The Lone Star State was one of four red-leaning states—along with Florida, Montana and North Carolina—that benefited from the population boom by adding additional seats.
Meanwhile, in California, it was reportedly the far-left state’s first time ever to see its population dwindle enough to cost a seat as high taxes and authoritarian lockdown rules—along with other nanny-state regulations—led to a major exodus.
The toll likely would have been even more devastating under policies set in place by former president Donald Trump that would have prevented the counting of illegal immigrants—a significant source of population bolstering several pro-open-border sanctuary states.
However, legal challenges and deep-state foot dragging within the Census Bureau helped to punt the official deadline for the census count. Following the outcome of the November election, census administrators declared that they would simply refuse to comply with Trump’s order.
The subsequent ‘revisions’ made under the Biden administration helped stem the Left’s losses by adding 2.5 million more residents to blue states and subtracting 500,000 from red states, according to economist Stephen Moore, co-founder of the Committee to Unleash Prosperity.
The original projections likely would have had New York and Illinois both losing two seats instead of one, and Rhode Island also losing a seat.
“The fact that almost all of the Census revisions benefited the blue states and subtracted from the red states looks very suspicious,” Moore said in a press release. “We can’t have a politicized Census count.”

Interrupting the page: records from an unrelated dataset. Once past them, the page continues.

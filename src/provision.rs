//! Launch facade
//!
//! Composes bid submission, acquisition polling, and a final describe
//! into a single "launch and describe" operation. Any failure from the
//! composed steps propagates as-is; presentation is the caller's job.

use tokio_util::sync::CancellationToken;
use tracing::info;

use crate::acquire::{self, PollConfig};
use crate::bid::{self, BidSpec};
use crate::error::Result;
use crate::market::{InstanceDescription, SpotMarket};

/// Launch spot capacity and return a description of each instance.
///
/// Submits the bid, polls the resulting spot requests to fulfillment,
/// then enriches the assigned instance ids into full descriptions with
/// one batched lookup.
pub async fn launch(
    market: &dyn SpotMarket,
    spec: &BidSpec,
    poll: &PollConfig,
    cancel: &CancellationToken,
) -> Result<Vec<InstanceDescription>> {
    let requests = bid::submit(market, spec).await?;
    let instance_ids = acquire::resolve(market, &requests, poll, cancel).await?;

    info!("Describing {} launched instance(s)", instance_ids.len());
    market.describe_instances(&instance_ids).await
}

#[cfg(test)]
mod tests {
    use super::*;
    use crate::bid::CapacityRequest;
    use crate::error::SpotError;
    use crate::market::{RequestState, SpotRequestStatus};
    use crate::pricing::PriceObservation;
    use async_trait::async_trait;
    use std::collections::VecDeque;
    use std::sync::Mutex;

    /// End-to-end fake: submission hands out request ids, the status
    /// script replays one batch per polling iteration, describe returns
    /// canned instance descriptions.
    struct FakeMarket {
        request_ids: Vec<String>,
        script: Mutex<VecDeque<Vec<SpotRequestStatus>>>,
        instances: Vec<InstanceDescription>,
    }

    #[async_trait]
    impl SpotMarket for FakeMarket {
        async fn submit_spot_requests(&self, spec: &BidSpec) -> Result<Vec<CapacityRequest>> {
            Ok(self
                .request_ids
                .iter()
                .map(|id| CapacityRequest {
                    id: id.clone(),
                    bid: spec.bid,
                    ami_id: spec.ami_id.clone(),
                    instance_type: spec.instance_type.clone(),
                    security_groups: spec.security_groups.clone(),
                })
                .collect())
        }

        async fn describe_spot_requests(
            &self,
            _request_ids: &[String],
        ) -> Result<Vec<SpotRequestStatus>> {
            let mut script = self.script.lock().unwrap();
            Ok(script.pop_front().expect("status script exhausted"))
        }

        async fn describe_instances(
            &self,
            instance_ids: &[String],
        ) -> Result<Vec<InstanceDescription>> {
            Ok(self
                .instances
                .iter()
                .filter(|i| instance_ids.contains(&i.id))
                .cloned()
                .collect())
        }

        async fn price_history(&self, _product: &str) -> Result<Vec<PriceObservation>> {
            unimplemented!("not used by launch")
        }
    }

    #[tokio::test(start_paused = true)]
    async fn test_launch_end_to_end() {
        let market = FakeMarket {
            request_ids: vec!["sir-1".to_string()],
            script: Mutex::new(
                vec![
                    vec![SpotRequestStatus {
                        request_id: "sir-1".to_string(),
                        state: RequestState::Open,
                        instance_id: None,
                        fault: None,
                        status_message: None,
                    }],
                    vec![SpotRequestStatus {
                        request_id: "sir-1".to_string(),
                        state: RequestState::Active,
                        instance_id: Some("i-123".to_string()),
                        fault: None,
                        status_message: None,
                    }],
                ]
                .into(),
            ),
            instances: vec![InstanceDescription {
                id: "i-123".to_string(),
                instance_type: "c3.2xlarge".to_string(),
                private_ip: Some("10.0.0.1".to_string()),
                public_ip: None,
            }],
        };

        let spec = BidSpec::new("ami-4b6f650e", 0.10).with_instance_type("c3.2xlarge");
        let described = launch(
            &market,
            &spec,
            &PollConfig::default(),
            &CancellationToken::new(),
        )
        .await
        .unwrap();

        assert_eq!(described.len(), 1);
        assert_eq!(described[0].id, "i-123");
        assert_eq!(described[0].instance_type, "c3.2xlarge");
        assert_eq!(described[0].private_ip.as_deref(), Some("10.0.0.1"));
        assert_eq!(described[0].public_ip, None);
    }

    #[tokio::test(start_paused = true)]
    async fn test_launch_propagates_acquisition_failure() {
        let market = FakeMarket {
            request_ids: vec!["sir-1".to_string()],
            script: Mutex::new(
                vec![vec![SpotRequestStatus {
                    request_id: "sir-1".to_string(),
                    state: RequestState::Terminal("cancelled".to_string()),
                    instance_id: None,
                    fault: None,
                    status_message: Some("request cancelled by user".to_string()),
                }]]
                .into(),
            ),
            instances: vec![],
        };

        let spec = BidSpec::new("ami-4b6f650e", 0.10);
        let err = launch(
            &market,
            &spec,
            &PollConfig::default(),
            &CancellationToken::new(),
        )
        .await
        .unwrap_err();

        assert!(matches!(err, SpotError::Acquisition { .. }));
    }
}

Moore called on Congress to use its oversight powers, although that seems highly unlikely given the current Democrat majorities in both chambers.
“Congress must investigate how 2.5 million more residents suddenly appeared in the Democratic states,” he said. “These changes could affect control of Congress in 2022 and the electoral college totals in the 2024 and 2028 presidential elections.”
But Democrat leaders, including embattled New York Gov. Andrew Cuomo, also sought to apply political pressure by baselessly accusing the Trump administration of rigging the census.
“Census takers in New York faced unprecedented challenges last year in their efforts to get New Yorkers counted—from the pandemic’s effect on the mail system to the Trump Administration’s xenophobic, flagrant, and illegal efforts to hurt blue states by discouraging non-citizens and people of color from being counted,” Cuomo claimed in a statement Tuesday.
Cuomo—who has previously blamed Trump for the losses in New York’s population and has publicly fretted over the loss of tax revenue—attempted to claim that the population there was booming, contrary to evidence.
“[D]espite a growing state population, New York State’s congressional delegation will lose a seat in the House of Representatives next year, having fallen an equally-unprecedented 89 responses short of continuity,” he claimed.
Cuomo said he planned to ask New York Attorney General Letitia James to challenge the determination, hinting that he would seek to play the race card.
“So much of our state’s recovery, revitalization, and resilience is dependent on having our voice heard in Washington, and we won’t allow Trump and his cronies to use one of our greatest attributes—our diversity—as an impediment,” he said. “I’m calling on the Attorney General to review all legal options available to ensure the voice of every New Yorker is fairly and wholly represented in the halls of Congress.”